## Source records
---------------

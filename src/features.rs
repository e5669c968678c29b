use crate::config::BeatSignal;

/// RGB color, components in 0.0-1.0.
pub type Color = [f32; 3];

/// Normalized band energies for one analyser snapshot.
///
/// Each value lies in `[0, sensitivity]`: the mean byte magnitude of the
/// band's bin window, rescaled from 0-255 and multiplied by the user's
/// sensitivity setting.
#[derive(Clone, Copy, Debug, Default, PartialEq)]
pub struct BandEnergy {
    pub bass: f32,
    pub mids: f32,
    pub treble: f32,
    pub volume: f32,
}

impl BandEnergy {
    /// Energy value driving the beat detector, per configuration.
    pub fn signal(&self, signal: BeatSignal) -> f32 {
        match signal {
            BeatSignal::Bass => self.bass,
            BeatSignal::Volume => self.volume,
        }
    }
}

// Bin windows of the live analyser spectrum. Fixed by design: at the usual
// 44.1/48 kHz capture rates these cover the perceptual bass/mid/treble
// ranges across every supported FFT size.
const BASS_BINS: (usize, usize) = (0, 16);
const MID_BINS: (usize, usize) = (20, 81);
const TREBLE_BINS: (usize, usize) = (100, 161);

/// Per-frame feature extraction: band energies plus a smoothly interpolated
/// color palette.
///
/// Runs synchronously on the render tick; no I/O, no allocation beyond
/// palette resizes.
pub struct SpectralFeatureExtractor {
    palette: Vec<Color>,
    /// EMA step per call. 0.08 at 60 calls/sec spans a full color
    /// transition in roughly a second.
    palette_step: f32,
}

impl Default for SpectralFeatureExtractor {
    fn default() -> Self {
        Self::new()
    }
}

impl SpectralFeatureExtractor {
    pub fn new() -> Self {
        Self {
            palette: Vec::new(),
            palette_step: 0.08,
        }
    }

    /// Process one frequency snapshot.
    ///
    /// Returns the sensitivity-scaled band energies and advances the smoothed
    /// palette one step toward `target_palette`. An empty snapshot yields
    /// zero energies; the palette still interpolates.
    pub fn process(
        &mut self,
        snapshot: &[u8],
        sensitivity: f32,
        target_palette: &[Color],
    ) -> BandEnergy {
        let sensitivity = sensitivity.max(0.0);
        self.update_palette(target_palette);

        if snapshot.is_empty() {
            return BandEnergy::default();
        }

        let scale = sensitivity / 255.0;
        BandEnergy {
            bass: window_mean(snapshot, BASS_BINS) * scale,
            mids: window_mean(snapshot, MID_BINS) * scale,
            treble: window_mean(snapshot, TREBLE_BINS) * scale,
            volume: window_mean(snapshot, (0, snapshot.len())) * scale,
        }
    }

    /// Current smoothed palette, same length as the last target palette.
    pub fn palette(&self) -> &[Color] {
        &self.palette
    }

    fn update_palette(&mut self, target: &[Color]) {
        // Grow: seed new slots at their target color so a palette switch
        // never flashes from black. Shrink: drop from the tail.
        if self.palette.len() < target.len() {
            self.palette.extend_from_slice(&target[self.palette.len()..]);
        } else if self.palette.len() > target.len() {
            self.palette.truncate(target.len());
        }

        for (current, goal) in self.palette.iter_mut().zip(target) {
            for c in 0..3 {
                current[c] += (goal[c] - current[c]) * self.palette_step;
            }
        }
    }
}

fn window_mean(snapshot: &[u8], (start, end): (usize, usize)) -> f32 {
    let start = start.min(snapshot.len());
    let end = end.min(snapshot.len());
    if start >= end {
        return 0.0;
    }
    let sum: u32 = snapshot[start..end].iter().map(|&m| m as u32).sum();
    sum as f32 / (end - start) as f32
}

#[cfg(test)]
mod tests {
    use super::*;

    #[test]
    fn energies_bounded_by_sensitivity() {
        let mut extractor = SpectralFeatureExtractor::new();
        for sensitivity in [0.0f32, 0.5, 1.0, 4.0] {
            let snapshot = vec![255u8; 1024];
            let energy = extractor.process(&snapshot, sensitivity, &[]);
            for v in [energy.bass, energy.mids, energy.treble, energy.volume] {
                assert!(v >= 0.0);
                assert!(v <= sensitivity + 1e-6);
            }
        }
    }

    #[test]
    fn full_scale_snapshot_saturates_at_sensitivity() {
        let mut extractor = SpectralFeatureExtractor::new();
        let snapshot = vec![255u8; 1024];
        let energy = extractor.process(&snapshot, 2.0, &[]);
        assert!((energy.bass - 2.0).abs() < 1e-5);
        assert!((energy.volume - 2.0).abs() < 1e-5);
    }

    #[test]
    fn empty_snapshot_yields_zero_energies() {
        let mut extractor = SpectralFeatureExtractor::new();
        let energy = extractor.process(&[], 1.0, &[]);
        assert_eq!(energy, BandEnergy::default());
    }

    #[test]
    fn short_snapshot_does_not_panic() {
        // 512-point FFT: only 256 bins, treble window partly out of range.
        let mut extractor = SpectralFeatureExtractor::new();
        let snapshot = vec![100u8; 256];
        let energy = extractor.process(&snapshot, 1.0, &[]);
        assert!(energy.treble > 0.0);
    }

    #[test]
    fn palette_grows_seeded_at_target() {
        let mut extractor = SpectralFeatureExtractor::new();
        let target = [[1.0, 0.5, 0.0], [0.0, 1.0, 0.2]];
        extractor.process(&[], 1.0, &target);
        assert_eq!(extractor.palette().len(), 2);
        // New entries start exactly at the target: no flash from black.
        assert_eq!(extractor.palette()[1], [0.0, 1.0, 0.2]);
    }

    #[test]
    fn palette_shrink_then_grow_never_flashes() {
        let mut extractor = SpectralFeatureExtractor::new();
        let three = [[1.0, 0.0, 0.0], [0.0, 1.0, 0.0], [0.0, 0.0, 1.0]];
        let one = [[1.0, 0.0, 0.0]];

        for _ in 0..10 {
            extractor.process(&[], 1.0, &three);
        }
        extractor.process(&[], 1.0, &one);
        assert_eq!(extractor.palette().len(), 1);
        extractor.process(&[], 1.0, &three);
        assert_eq!(extractor.palette().len(), 3);
        // Regrown entries sit at their targets, not at black.
        assert_eq!(extractor.palette()[2], [0.0, 0.0, 1.0]);
    }

    #[test]
    fn palette_converges_monotonically() {
        let mut extractor = SpectralFeatureExtractor::new();
        extractor.process(&[], 1.0, &[[0.0, 0.0, 0.0]]);
        let target = [[1.0, 1.0, 1.0]];
        let mut prev = extractor.palette()[0][0];
        for _ in 0..120 {
            extractor.process(&[], 1.0, &target);
            let cur = extractor.palette()[0][0];
            assert!(cur >= prev);
            prev = cur;
        }
        // ~2 seconds at 60 Hz: effectively converged.
        assert!(prev > 0.99);
    }
}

---------------

## ASSIGNMENT
Copy nothing except the lines from the one holding "prev = cur;" through the last line of the data above, and return them exactly.

## TASK RESPONSE
            prev = cur;
        }
        // ~2 seconds at 60 Hz: effectively converged.
        assert!(prev > 0.99);
    }
}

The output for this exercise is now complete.